Comment les chasseurs fixent-ils les quotas de chevreuils en France ?

Comment les chasseurs fixent-ils les quotas de chevreuils en France ?

Le chevreuil est aujourd’hui l’un des gibiers les plus présents dans les campagnes françaises. Avec près de 2 millions d’individus estimés sur le territoire, sa gestion est devenue un enjeu central de la chasse durable. Chaque année, les chasseurs, encadrés par les Fédérations départementales, l’OFB et les services de l’État, déterminent avec précision combien de chevreuils peuvent être prélevés sans compromettre l’équilibre naturel.
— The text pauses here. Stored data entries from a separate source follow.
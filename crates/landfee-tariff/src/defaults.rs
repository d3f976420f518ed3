//! Built-in Lagos schedule.
//!
//! Plot sizes and land areas are in square metres; one large unit is a
//! hectare. All four survey zones share the same band edges and scale the
//! prime-zone fees (B at 70%, C at 50%, D at 35%).

use rust_decimal::Decimal;
use rust_decimal_macros::dec;

use landfee_core::{Currency, ZoneKey};

use crate::coordinates::CoordinatesPicking;
use crate::due_diligence::{ClientTables, DueDiligenceTariff};
use crate::schedule::{PlanFilingTariff, ServiceCharge, TariffSchedule};
use crate::survey::LayoutBand;
use crate::tier::TierTable;
use crate::zone::{Zone, ZoneRegistry};

const PLOT_BANDS: [(u64, u64); 12] = [
    (0, 300),
    (301, 600),
    (601, 1_000),
    (1_001, 2_000),
    (2_001, 5_000),
    (5_001, 10_000),
    (10_001, 20_000),
    (20_001, 50_000),
    (50_001, 100_000),
    (100_001, 200_000),
    (200_001, 350_000),
    (350_001, 500_000),
];

const ZONE_A_FEES: [u64; 12] = [
    1_050_000, 1_575_000, 2_100_000, 2_940_000, 4_200_000, 6_300_000, 9_450_000, 14_700_000,
    21_000_000, 31_500_000, 44_100_000, 57_750_000,
];
const ZONE_B_FEES: [u64; 12] = [
    735_000, 1_102_500, 1_470_000, 2_058_000, 2_940_000, 4_410_000, 6_615_000, 10_290_000,
    14_700_000, 22_050_000, 30_870_000, 40_425_000,
];
const ZONE_C_FEES: [u64; 12] = [
    525_000, 787_500, 1_050_000, 1_470_000, 2_100_000, 3_150_000, 4_725_000, 7_350_000,
    10_500_000, 15_750_000, 22_050_000, 28_875_000,
];
const ZONE_D_FEES: [u64; 12] = [
    367_500, 551_250, 735_000, 1_029_000, 1_470_000, 2_205_000, 3_307_500, 5_145_000,
    7_350_000, 11_025_000, 15_435_000, 20_212_500,
];

const SEARCH_BANDS: [(u64, u64); 5] = [
    (0, 1_000),
    (1_001, 5_000),
    (5_001, 10_000),
    (10_001, 50_000),
    (50_001, 500_000),
];

fn banded(bands: &[(u64, u64)], fees: &[u64]) -> TierTable {
    let rows: Vec<(u64, u64, u64)> = bands
        .iter()
        .zip(fees)
        .map(|(&(min, max), &fee)| (min, max, fee))
        .collect();
    TierTable::from_rows(&rows)
}

fn zone(key: &'static str, name: &str, areas: &[&str], fees: &[u64], extra_hectare: u64) -> Zone {
    Zone {
        key: ZoneKey::from_static(key),
        name: name.to_string(),
        areas: areas.iter().map(|a| a.to_string()).collect(),
        tiers: banded(&PLOT_BANDS, fees),
        additional_unit_fee: Decimal::from(extra_hectare),
    }
}

pub(crate) fn lagos() -> TariffSchedule {
    let zones = vec![
        zone(
            "A",
            "Zone A (Prime Island)",
            &[
                "Ikoyi",
                "Victoria Island",
                "Banana Island",
                "Eko Atlantic",
                "Oniru",
                "Lekki Phase 1",
                "Parkview Estate",
                "Lagos Island",
            ],
            &ZONE_A_FEES,
            1_050_000,
        ),
        zone(
            "B",
            "Zone B (Urban Mainland)",
            &[
                "Ikeja GRA",
                "Ikeja",
                "Surulere",
                "Yaba",
                "Maryland",
                "Gbagada",
                "Magodo",
                "Apapa",
                "Ajah",
                "Chevron",
            ],
            &ZONE_B_FEES,
            735_000,
        ),
        zone(
            "C",
            "Zone C (Suburban)",
            &[
                "Alimosho",
                "Agege",
                "Ifako-Ijaiye",
                "Kosofe",
                "Mushin",
                "Oshodi-Isolo",
                "Amuwo-Odofin",
                "Ojo",
                "Festac",
                "Ikotun",
            ],
            &ZONE_C_FEES,
            525_000,
        ),
        zone(
            "D",
            "Zone D (Peri-urban and Rural)",
            &[
                "Ibeju-Lekki",
                "Epe",
                "Badagry",
                "Ikorodu",
                "Ijede",
                "Imota",
                "Lekki Free Trade Zone",
                "Agbowa",
            ],
            &ZONE_D_FEES,
            367_500,
        ),
    ];

    TariffSchedule {
        currency: Currency::Ngn,
        tax_rate: dec!(0.13),
        residual_markup_rate: dec!(0.29),
        large_unit_area: dec!(10000),
        service_charge: ServiceCharge {
            area_step: dec!(600),
            fee_per_step: dec!(20000),
        },
        coordinates_picking: CoordinatesPicking {
            rate: dec!(0.094),
            rounding_step: dec!(10000),
        },
        plan_filing: PlanFilingTariff {
            markup_rate: dec!(0.29),
            flat_fee: dec!(10000),
        },
        details_rate: dec!(0.75),
        as_built_rate: dec!(1.20),
        layout_bands: vec![
            LayoutBand::up_to(10, dec!(0.80)),
            LayoutBand::up_to(20, dec!(0.75)),
            LayoutBand::up_to(40, dec!(0.70)),
            LayoutBand::up_to(60, dec!(0.65)),
            LayoutBand::up_to(80, dec!(0.60)),
            LayoutBand::up_to(100, dec!(0.55)),
            LayoutBand::rest(dec!(0.50)),
        ],
        zones: ZoneRegistry::from_zones_unchecked(zones),
        due_diligence: DueDiligenceTariff {
            land_information: ClientTables {
                individual: banded(&SEARCH_BANDS, &[50_000, 100_000, 150_000, 250_000, 400_000]),
                corporate: banded(&SEARCH_BANDS, &[100_000, 200_000, 300_000, 500_000, 800_000]),
            },
            charting_information: ClientTables {
                individual: banded(&SEARCH_BANDS, &[30_000, 60_000, 90_000, 150_000, 250_000]),
                corporate: banded(&SEARCH_BANDS, &[60_000, 120_000, 180_000, 300_000, 500_000]),
            },
            service_charge_rate: dec!(0.10),
            affiliate_rate: dec!(0.23),
        },
    }
}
Les comptages : première étape avant tout tir

Comme pour le cerf, la base du quota repose sur la connaissance de la population locale. Les chasseurs de chaque territoire participent activement à des comptages de printemps et d’hiver, menés selon plusieurs méthodes reconnues :

  • Comptages au phare : effectués de nuit sur des parcours fixes pour observer les chevreuils dans les champs et prairies.
  • Observation diurne : les chasseurs recensent les animaux visibles à la jumelle à des points d’observation précis.
  • Relevés d’indices de présence : traces, crottes, poils ou abroutissements sur la végétation.
  • Caméras automatiques : utilisées dans les zones forestières denses pour compléter les estimations.

Ces comptages permettent d’évaluer la densité moyenne par hectare, la répartition des classes d’âge et le rapport mâles/femelles.

Exemple : dans la plaine de Beauce, les comptages menés en 2024 par la Fédération des chasseurs d’Eure-et-Loir ont montré une densité moyenne de 6,2 chevreuils pour 100 hectares, légèrement supérieure à l’objectif fixé de 5/100 ha. Le quota a donc été relevé de 8 % pour limiter les dégâts agricoles sur les jeunes cultures de colza.

Le plan de chasse : un cadre légal strict

Le plan de chasse chevreuil est obligatoire depuis 1978. Chaque détenteur de droit de chasse dépose une demande de prélèvement à la Fédération départementale, en indiquant le nombre de brocards (mâles), chevrette (femelles) et chevrillards (jeunes) qu’il souhaite tirer.

Ces propositions sont ensuite étudiées, regroupées et ajustées selon les observations réalisées sur le terrain. La Direction départementale des territoires (DDT) fixe ensuite, avec l’avis de la Commission départementale de la chasse et de la faune sauvage (CDCFS), le nombre maximum d’animaux à prélever pour chaque zone de chasse.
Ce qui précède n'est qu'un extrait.